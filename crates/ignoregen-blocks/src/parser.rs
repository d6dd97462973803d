//! Block extraction.
//!
//! Groups the lines of an ignore-file into [`Unit`]s. A directive claims every
//! line after it up to the next empty line; that empty line terminates the
//! block and is consumed with it.

use crate::directive::is_directive;
use crate::lines::is_empty_line;

/// A directive comment and the lines it owns.
#[derive(Debug, Clone, PartialEq, Eq)]
pub struct Block {
    /// The directive comment, verbatim.
    pub header: String,
    /// Literal lines before expansion, fetched template lines after.
    pub content: Vec<String>,
}

impl Block {
    pub fn new(header: impl Into<String>, content: Vec<String>) -> Self {
        Self {
            header: header.into(),
            content,
        }
    }
}

/// One element of an ignore-file.
#[derive(Debug, Clone, PartialEq, Eq)]
pub enum Unit {
    /// A line outside any directive block, passed through untouched.
    Line(String),
    /// A directive block.
    Block(Block),
}

impl Unit {
    pub fn as_block(&self) -> Option<&Block> {
        match self {
            Self::Block(block) => Some(block),
            Self::Line(_) => None,
        }
    }

    pub fn is_block(&self) -> bool {
        matches!(self, Self::Block(_))
    }
}

/// Splits lines into plain-line and block units in a single pass.
///
/// For a directive at index `i`, the block content is every line strictly
/// between `i` and the next empty line. The cursor then moves past the header,
/// the content and the terminator. Without a terminator the block runs to the
/// end of input.
///
/// # Example
/// ```
/// use ignoregen_blocks::parser::{extract, Block, Unit};
///
/// let units = extract(&["# ignoregen env", ".env*", ""]);
/// assert_eq!(
///     units,
///     vec![Unit::Block(Block::new("# ignoregen env", vec![".env*".to_string()]))]
/// );
/// ```
pub fn extract<S: AsRef<str>>(lines: &[S]) -> Vec<Unit> {
    let mut units = Vec::new();
    let mut cursor = 0;

    while cursor < lines.len() {
        let line = lines[cursor].as_ref();

        if !is_directive(line) {
            units.push(Unit::Line(line.to_string()));
            cursor += 1;
            continue;
        }

        let rest = &lines[cursor + 1..];
        let len = rest
            .iter()
            .position(|l| is_empty_line(l.as_ref()))
            .unwrap_or(rest.len());
        let content = rest[..len].iter().map(|l| l.as_ref().to_string()).collect();

        units.push(Unit::Block(Block::new(line, content)));
        cursor += len + 2;
    }

    tracing::trace!(
        lines = lines.len(),
        units = units.len(),
        blocks = units.iter().filter(|u| u.is_block()).count(),
        "Extracted units"
    );

    units
}
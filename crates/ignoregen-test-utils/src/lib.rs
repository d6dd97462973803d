//! Shared test utilities for the ignoregen workspace.
//!
//! Fixtures here never touch the network. It is a dev-dependency only.
//!
//! # Modules
//!
//! - [`project`]: [`TestProject`], a temp directory with an ignore-file and rc
//! - [`templates`]: [`TemplateDir`] served via `file://` and [`TemplateServer`]
//!   served over local HTTP

pub mod project;
pub mod templates;

pub use project::TestProject;
pub use templates::{TemplateDir, TemplateServer};

/// Templates used across the test suites, as `(name, body)`.
pub const SAMPLE_TEMPLATES: [(&str, &str); 3] = [
    ("node", "node_modules/\n"),
    ("env", ".env*\n.envrc\n\n!.env.example\n"),
    ("rust", "/target\n  \n**/*.rs.bk\n"),
];

/// Convert string slices to owned lines.
pub fn lines(items: &[&str]) -> Vec<String> {
    items.iter().map(|s| s.to_string()).collect()
}
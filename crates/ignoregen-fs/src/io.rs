//! Atomic I/O operations with file locking

use crate::{Error, Result};
use fs2::FileExt;
use std::fs::{self, OpenOptions};
use std::io::Write;
use std::path::Path;

/// Write content atomically to a file with locking.
///
/// Uses write-to-temp-then-rename so readers never observe a partial file.
/// Acquires an advisory lock on the temp file while writing.
pub fn write_atomic(path: &Path, content: &[u8]) -> Result<()> {
    if let Some(parent) = path.parent().filter(|p| !p.as_os_str().is_empty()) {
        fs::create_dir_all(parent).map_err(|e| Error::io(parent, e))?;
    }

    // Temp file lives next to the target so the rename stays on one filesystem
    let temp_name = format!(
        ".{}.{}.tmp",
        path.file_name()
            .map(|n| n.to_string_lossy())
            .unwrap_or_default(),
        std::process::id()
    );
    let temp_path = path.with_file_name(&temp_name);

    let mut temp_file = OpenOptions::new()
        .write(true)
        .create(true)
        .truncate(true)
        .open(&temp_path)
        .map_err(|e| Error::io(&temp_path, e))?;

    temp_file
        .lock_exclusive()
        .map_err(|_| Error::LockFailed {
            path: path.to_path_buf(),
        })?;

    temp_file
        .write_all(content)
        .map_err(|e| Error::io(&temp_path, e))?;
    temp_file.sync_all().map_err(|e| Error::io(&temp_path, e))?;

    temp_file.unlock().map_err(|_| Error::LockFailed {
        path: path.to_path_buf(),
    })?;

    fs::rename(&temp_path, path).map_err(|e| Error::io(path, e))?;
    tracing::debug!(path = %path.display(), bytes = content.len(), "Wrote file atomically");

    Ok(())
}

/// Read text content from a file.
pub fn read_text(path: &Path) -> Result<String> {
    fs::read_to_string(path).map_err(|e| Error::io(path, e))
}

/// Read a file as a sequence of lines.
///
/// Splits on `\n` and keeps the final empty segment, so a file ending in a
/// newline yields a trailing `""`. A `\r` before the newline is dropped.
pub fn read_lines(path: &Path) -> Result<Vec<String>> {
    let content = read_text(path)?;
    Ok(split_lines(&content))
}

/// Write lines joined with `\n` atomically.
pub fn write_lines(path: &Path, lines: &[String]) -> Result<()> {
    write_atomic(path, join_lines(lines).as_bytes())
}

/// Split text into lines, the inverse of [`join_lines`].
pub fn split_lines(content: &str) -> Vec<String> {
    content
        .split('\n')
        .map(|line| line.strip_suffix('\r').unwrap_or(line).to_string())
        .collect()
}

/// Join lines with `\n`.
pub fn join_lines(lines: &[String]) -> String {
    lines.join("\n")
}
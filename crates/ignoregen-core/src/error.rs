//! Error types for ignoregen-core

use ignoregen_blocks::BlockError;

/// Result type for ignoregen-core operations
pub type Result<T> = std::result::Result<T, Error>;

/// Errors that can occur in ignoregen-core operations
#[derive(Debug, thiserror::Error)]
pub enum Error {
    #[error("Filesystem error: {0}")]
    Fs(#[from] ignoregen_fs::Error),

    #[error("Failed to build HTTP client: {0}")]
    HttpClient(#[from] reqwest::Error),

    #[error("Invalid template source \"{src}\": {message}")]
    InvalidSource { src: String, message: String },

    #[error("{} directive block(s) failed to expand", .0.len())]
    Expansion(Vec<BlockError>),
}

impl Error {
    /// Per-block errors, when the pipeline failed to expand.
    pub fn block_errors(&self) -> &[BlockError] {
        match self {
            Self::Expansion(errors) => errors,
            _ => &[],
        }
    }
}
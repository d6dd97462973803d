//! [`TestProject`] builder for CLI and pipeline scenarios.

use std::fs;
use std::path::{Path, PathBuf};
use tempfile::TempDir;

/// A temporary project directory holding an ignore-file and optional rc file.
///
/// # Example
///
/// ```rust,no_run
/// use ignoregen_test_utils::TestProject;
///
/// let project = TestProject::new();
/// project.write_gitignore("# ignoregen node\n");
/// project.write_rc(r#"{"src": "https://example.com/"}"#);
/// assert!(project.gitignore().exists());
/// ```
pub struct TestProject {
    temp_dir: TempDir,
}

impl Default for TestProject {
    fn default() -> Self {
        Self::new()
    }
}

impl TestProject {
    pub fn new() -> Self {
        Self {
            temp_dir: TempDir::new().unwrap(),
        }
    }

    pub fn root(&self) -> &Path {
        self.temp_dir.path()
    }

    /// Path of the project's `.gitignore`.
    pub fn gitignore(&self) -> PathBuf {
        self.root().join(".gitignore")
    }

    pub fn write_gitignore(&self, content: &str) -> PathBuf {
        self.write_file(".gitignore", content)
    }

    /// Write `.ignoregenrc` (JSON).
    pub fn write_rc(&self, content: &str) -> PathBuf {
        self.write_file(".ignoregenrc", content)
    }

    pub fn write_file(&self, relative: &str, content: &str) -> PathBuf {
        let path = self.root().join(relative);
        if let Some(parent) = path.parent() {
            fs::create_dir_all(parent).unwrap();
        }
        fs::write(&path, content).unwrap();
        path
    }

    pub fn read_file(&self, relative: &str) -> String {
        fs::read_to_string(self.root().join(relative)).unwrap()
    }

    /// Panics unless `relative` exists with exactly `expected` content.
    pub fn assert_file_content(&self, relative: &str, expected: &str) {
        let actual = self.read_file(relative);
        assert_eq!(
            actual, expected,
            "content of {relative} differs from expectation"
        );
    }
}
//! Command implementations for ignoregen-cli

pub mod check;
pub mod completions;
pub mod generate;
pub mod url;

pub use check::run_check;
pub use completions::run_completions;
pub use generate::run_generate;
pub use url::run_url;

use std::path::Path;
use std::time::Duration;

use ignoregen_core::{ConfigResolver, HttpConfig, HttpTemplateSource, PartialOptions, Pipeline};

use crate::cli::SourceArgs;
use crate::error::Result;

/// Directory searched for rc files when expanding `path`.
pub fn project_root(path: &Path) -> &Path {
    match path.parent() {
        Some(parent) if !parent.as_os_str().is_empty() => parent,
        _ => Path::new("."),
    }
}

/// Build a pipeline for the project at `root` from the command-line arguments.
pub fn build_pipeline(root: &Path, args: &SourceArgs) -> Result<Pipeline<HttpTemplateSource>> {
    let mut resolver = ConfigResolver::new(root).with_overrides(PartialOptions {
        src: args.src.clone(),
    });
    if let Some(config) = &args.config {
        resolver = resolver.with_config_file(config);
    }
    let overrides = resolver.resolve()?;
    tracing::debug!(?overrides, "Resolved caller options");

    let source = HttpTemplateSource::with_config(HttpConfig {
        timeout: Duration::from_secs(args.timeout),
        ..HttpConfig::default()
    })?;

    Ok(Pipeline::new(source).with_overrides(overrides))
}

■ ■ ■ ■ ■ ■ ■

▶ **EXERCISE REQUIREMENTS**
Your answer should be a single number: the count of lines in the listing that hold the word "struct".

▶ **ANSWER FOR THIS EXERCISE**
2